** Opening Supplied data block **
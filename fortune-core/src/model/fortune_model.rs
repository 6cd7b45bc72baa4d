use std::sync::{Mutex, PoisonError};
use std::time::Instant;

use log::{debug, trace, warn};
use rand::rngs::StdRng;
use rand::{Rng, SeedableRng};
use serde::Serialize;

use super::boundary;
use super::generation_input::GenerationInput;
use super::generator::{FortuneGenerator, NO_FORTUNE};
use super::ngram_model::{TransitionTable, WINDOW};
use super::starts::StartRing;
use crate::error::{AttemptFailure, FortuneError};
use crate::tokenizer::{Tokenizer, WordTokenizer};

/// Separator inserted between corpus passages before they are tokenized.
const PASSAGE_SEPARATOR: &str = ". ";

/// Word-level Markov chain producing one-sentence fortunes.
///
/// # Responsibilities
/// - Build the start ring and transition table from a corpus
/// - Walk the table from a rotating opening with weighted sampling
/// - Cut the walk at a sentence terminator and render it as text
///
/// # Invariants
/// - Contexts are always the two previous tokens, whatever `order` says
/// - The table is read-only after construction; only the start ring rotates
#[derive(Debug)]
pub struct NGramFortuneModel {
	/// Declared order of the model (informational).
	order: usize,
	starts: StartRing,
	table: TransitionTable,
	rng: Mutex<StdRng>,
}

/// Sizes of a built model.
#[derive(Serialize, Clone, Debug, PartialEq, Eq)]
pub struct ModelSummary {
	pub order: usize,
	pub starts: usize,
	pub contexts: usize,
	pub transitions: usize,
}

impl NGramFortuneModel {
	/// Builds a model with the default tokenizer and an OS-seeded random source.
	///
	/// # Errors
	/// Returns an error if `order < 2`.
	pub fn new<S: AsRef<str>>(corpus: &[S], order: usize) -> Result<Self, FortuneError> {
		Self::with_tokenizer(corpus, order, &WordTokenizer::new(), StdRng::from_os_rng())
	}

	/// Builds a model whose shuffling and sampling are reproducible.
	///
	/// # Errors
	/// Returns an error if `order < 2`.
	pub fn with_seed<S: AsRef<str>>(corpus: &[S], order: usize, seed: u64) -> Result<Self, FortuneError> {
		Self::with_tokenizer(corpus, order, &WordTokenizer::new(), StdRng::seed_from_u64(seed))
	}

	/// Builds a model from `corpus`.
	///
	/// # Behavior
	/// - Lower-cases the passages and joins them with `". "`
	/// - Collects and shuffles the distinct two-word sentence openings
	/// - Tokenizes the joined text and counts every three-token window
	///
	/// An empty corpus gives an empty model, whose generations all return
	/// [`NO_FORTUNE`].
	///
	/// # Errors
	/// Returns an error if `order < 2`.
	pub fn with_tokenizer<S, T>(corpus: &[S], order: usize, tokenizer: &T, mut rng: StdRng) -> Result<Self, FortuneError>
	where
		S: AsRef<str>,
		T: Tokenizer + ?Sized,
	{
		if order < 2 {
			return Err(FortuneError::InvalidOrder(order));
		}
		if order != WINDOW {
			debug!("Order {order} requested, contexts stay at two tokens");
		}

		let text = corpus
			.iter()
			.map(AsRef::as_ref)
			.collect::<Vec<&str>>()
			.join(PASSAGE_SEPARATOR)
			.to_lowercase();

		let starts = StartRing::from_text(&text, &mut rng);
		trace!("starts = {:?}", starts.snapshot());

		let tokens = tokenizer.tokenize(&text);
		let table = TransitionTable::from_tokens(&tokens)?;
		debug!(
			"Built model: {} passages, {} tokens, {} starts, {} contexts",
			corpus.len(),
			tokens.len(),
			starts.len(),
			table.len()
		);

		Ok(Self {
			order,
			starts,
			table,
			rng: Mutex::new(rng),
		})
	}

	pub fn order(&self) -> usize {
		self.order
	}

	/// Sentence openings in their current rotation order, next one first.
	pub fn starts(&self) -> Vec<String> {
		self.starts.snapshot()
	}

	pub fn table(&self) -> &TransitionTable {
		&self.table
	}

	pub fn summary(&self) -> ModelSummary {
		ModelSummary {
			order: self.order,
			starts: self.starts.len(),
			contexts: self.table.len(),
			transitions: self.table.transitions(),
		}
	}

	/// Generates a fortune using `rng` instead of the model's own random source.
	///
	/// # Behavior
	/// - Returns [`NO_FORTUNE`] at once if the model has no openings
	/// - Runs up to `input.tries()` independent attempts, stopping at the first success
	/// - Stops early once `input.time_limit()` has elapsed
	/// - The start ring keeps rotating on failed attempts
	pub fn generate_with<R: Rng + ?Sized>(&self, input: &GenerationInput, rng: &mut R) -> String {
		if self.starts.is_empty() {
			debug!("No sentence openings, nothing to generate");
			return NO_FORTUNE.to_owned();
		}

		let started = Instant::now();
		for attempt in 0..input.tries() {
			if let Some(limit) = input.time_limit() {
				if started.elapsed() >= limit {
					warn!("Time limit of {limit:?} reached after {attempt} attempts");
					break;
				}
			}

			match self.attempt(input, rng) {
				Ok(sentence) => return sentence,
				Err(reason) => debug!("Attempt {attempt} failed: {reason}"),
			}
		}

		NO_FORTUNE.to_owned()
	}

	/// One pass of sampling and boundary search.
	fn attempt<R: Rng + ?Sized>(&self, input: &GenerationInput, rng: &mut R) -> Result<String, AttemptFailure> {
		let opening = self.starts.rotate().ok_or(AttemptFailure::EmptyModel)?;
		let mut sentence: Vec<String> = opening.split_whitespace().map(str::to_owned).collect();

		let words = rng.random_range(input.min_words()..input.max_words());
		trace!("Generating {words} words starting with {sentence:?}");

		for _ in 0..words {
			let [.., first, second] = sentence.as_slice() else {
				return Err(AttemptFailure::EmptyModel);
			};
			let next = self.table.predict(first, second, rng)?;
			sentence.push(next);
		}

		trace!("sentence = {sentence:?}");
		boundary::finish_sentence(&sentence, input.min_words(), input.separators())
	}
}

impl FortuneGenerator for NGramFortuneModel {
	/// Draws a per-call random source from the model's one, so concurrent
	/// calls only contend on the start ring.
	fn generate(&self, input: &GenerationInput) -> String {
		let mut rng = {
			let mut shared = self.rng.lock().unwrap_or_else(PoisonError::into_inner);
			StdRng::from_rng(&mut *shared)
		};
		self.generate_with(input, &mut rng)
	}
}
** Closing Supplied data block **
** Opening Supplied data block **
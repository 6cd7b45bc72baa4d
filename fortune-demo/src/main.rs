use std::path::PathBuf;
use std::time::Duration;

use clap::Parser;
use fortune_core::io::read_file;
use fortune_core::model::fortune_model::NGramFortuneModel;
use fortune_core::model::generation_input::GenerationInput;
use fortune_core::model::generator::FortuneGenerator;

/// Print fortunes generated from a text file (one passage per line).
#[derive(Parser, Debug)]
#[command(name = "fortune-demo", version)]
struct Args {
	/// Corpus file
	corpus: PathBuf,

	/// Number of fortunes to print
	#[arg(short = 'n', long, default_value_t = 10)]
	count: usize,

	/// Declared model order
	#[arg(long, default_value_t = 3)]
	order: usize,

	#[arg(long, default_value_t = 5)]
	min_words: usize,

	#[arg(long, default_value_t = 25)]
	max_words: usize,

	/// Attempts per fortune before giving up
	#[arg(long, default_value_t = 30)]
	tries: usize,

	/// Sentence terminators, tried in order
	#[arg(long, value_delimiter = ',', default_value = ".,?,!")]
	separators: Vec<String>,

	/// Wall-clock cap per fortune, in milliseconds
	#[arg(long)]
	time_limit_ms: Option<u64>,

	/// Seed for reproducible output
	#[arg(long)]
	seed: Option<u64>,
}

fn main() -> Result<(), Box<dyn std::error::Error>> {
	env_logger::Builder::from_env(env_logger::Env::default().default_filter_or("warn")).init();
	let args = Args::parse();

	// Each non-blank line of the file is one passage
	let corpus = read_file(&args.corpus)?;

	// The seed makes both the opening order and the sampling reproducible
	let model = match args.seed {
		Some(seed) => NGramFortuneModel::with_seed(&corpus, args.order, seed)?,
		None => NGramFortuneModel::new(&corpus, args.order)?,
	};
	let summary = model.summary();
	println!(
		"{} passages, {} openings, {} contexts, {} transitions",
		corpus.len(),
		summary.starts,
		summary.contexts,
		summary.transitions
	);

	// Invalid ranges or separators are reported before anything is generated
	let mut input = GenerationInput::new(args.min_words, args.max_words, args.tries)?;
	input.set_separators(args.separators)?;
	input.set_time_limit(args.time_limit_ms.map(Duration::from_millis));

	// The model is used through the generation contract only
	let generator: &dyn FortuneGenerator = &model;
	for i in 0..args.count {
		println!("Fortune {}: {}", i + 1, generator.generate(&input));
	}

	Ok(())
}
** Closing Supplied data block **
** Opening Supplied data block **
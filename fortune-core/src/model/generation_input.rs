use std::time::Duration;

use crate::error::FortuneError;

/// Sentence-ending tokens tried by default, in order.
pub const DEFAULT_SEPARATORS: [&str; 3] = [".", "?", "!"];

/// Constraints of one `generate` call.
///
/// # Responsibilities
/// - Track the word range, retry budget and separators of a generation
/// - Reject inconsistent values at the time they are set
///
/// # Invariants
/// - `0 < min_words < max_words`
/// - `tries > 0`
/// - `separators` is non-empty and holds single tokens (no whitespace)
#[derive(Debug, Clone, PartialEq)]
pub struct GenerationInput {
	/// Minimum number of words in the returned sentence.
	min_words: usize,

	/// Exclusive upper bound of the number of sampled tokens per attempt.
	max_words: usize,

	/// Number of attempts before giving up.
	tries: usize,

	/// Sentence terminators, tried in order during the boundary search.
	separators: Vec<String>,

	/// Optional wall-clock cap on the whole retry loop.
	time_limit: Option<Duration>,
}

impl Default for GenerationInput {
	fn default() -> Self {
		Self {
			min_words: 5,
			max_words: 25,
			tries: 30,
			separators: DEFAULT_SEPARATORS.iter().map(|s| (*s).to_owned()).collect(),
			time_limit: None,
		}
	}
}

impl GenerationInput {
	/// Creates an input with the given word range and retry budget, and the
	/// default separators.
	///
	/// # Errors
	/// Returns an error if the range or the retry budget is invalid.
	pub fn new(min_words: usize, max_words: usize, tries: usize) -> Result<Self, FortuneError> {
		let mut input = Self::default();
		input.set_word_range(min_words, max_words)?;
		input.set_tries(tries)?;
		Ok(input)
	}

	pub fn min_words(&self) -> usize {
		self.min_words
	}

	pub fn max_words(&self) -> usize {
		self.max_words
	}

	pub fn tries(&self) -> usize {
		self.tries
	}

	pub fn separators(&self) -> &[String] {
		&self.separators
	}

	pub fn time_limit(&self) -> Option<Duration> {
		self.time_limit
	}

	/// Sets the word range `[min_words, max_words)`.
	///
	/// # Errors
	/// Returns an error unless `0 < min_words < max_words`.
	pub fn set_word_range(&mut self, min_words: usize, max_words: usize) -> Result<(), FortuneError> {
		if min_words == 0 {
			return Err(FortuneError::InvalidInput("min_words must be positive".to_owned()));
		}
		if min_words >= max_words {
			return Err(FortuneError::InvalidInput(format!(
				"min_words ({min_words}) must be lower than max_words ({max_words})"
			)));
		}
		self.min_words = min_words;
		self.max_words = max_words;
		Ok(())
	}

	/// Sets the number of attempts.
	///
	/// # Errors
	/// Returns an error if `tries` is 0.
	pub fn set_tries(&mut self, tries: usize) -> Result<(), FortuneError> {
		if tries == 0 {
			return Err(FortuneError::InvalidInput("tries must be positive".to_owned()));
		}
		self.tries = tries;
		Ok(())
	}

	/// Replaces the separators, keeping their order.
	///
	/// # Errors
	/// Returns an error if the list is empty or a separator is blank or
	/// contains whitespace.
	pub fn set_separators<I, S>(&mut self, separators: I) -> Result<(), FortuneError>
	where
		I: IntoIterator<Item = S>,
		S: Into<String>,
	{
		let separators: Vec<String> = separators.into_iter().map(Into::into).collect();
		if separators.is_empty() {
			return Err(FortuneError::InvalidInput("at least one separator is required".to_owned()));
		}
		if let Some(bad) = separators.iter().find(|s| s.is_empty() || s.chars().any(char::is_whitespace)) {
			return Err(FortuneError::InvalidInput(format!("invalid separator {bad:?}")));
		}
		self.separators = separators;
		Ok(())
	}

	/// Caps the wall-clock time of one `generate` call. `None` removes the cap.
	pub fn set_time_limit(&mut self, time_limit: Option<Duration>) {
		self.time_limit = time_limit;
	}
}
** Closing Supplied data block **
* [Instructions to follow]: All lines above with "Clone" in them should be returned.

* [Written solution]:
#[derive(Serialize, Clone, Debug, PartialEq, Eq)]
#[derive(Debug, Clone, PartialEq)]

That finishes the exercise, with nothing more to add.